WHAT YOU WILL DO
Whenever the word "RESET" appears in a line of the listing, copy that line.

- Opening Delimiter -

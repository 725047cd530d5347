//! Terminal rendition of the status line.

use crate::core::display::StatusDisplay;
use crate::utils::colors::{GREY, RESET, color_for_tone};
use std::io::{self, Write};

/// Coloured text followed by the dimmed tooltip.
pub fn render(display: &StatusDisplay) -> String {
    format!(
        "{}{}{}  {}({}){}",
        color_for_tone(display.tone),
        display.text(),
        RESET,
        GREY,
        display.tooltip,
        RESET
    )
}

/// Redraw the status line in place.
pub fn redraw(display: &StatusDisplay) -> io::Result<()> {
    let mut out = io::stdout();
    write!(out, "\r\x1b[2K{}", render(display))?;
    out.flush()
}

/// Move off the status line before printing regular output.
pub fn clear_line() -> io::Result<()> {
    let mut out = io::stdout();
    write!(out, "\r\x1b[2K")?;
    out.flush()
}
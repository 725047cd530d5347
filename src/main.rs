//! rWorkTracker main entrypoint.

use rworktracker::run;
use rworktracker::ui::messages::error;

fn main() {
    if let Err(e) = run() {
        error(format!("Error: {}", e));
        std::process::exit(1);
    }
}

- Closing Delimiter -

WORKED SOLUTION
use crate::utils::colors::{GREY, RESET, color_for_tone};
        RESET,
        RESET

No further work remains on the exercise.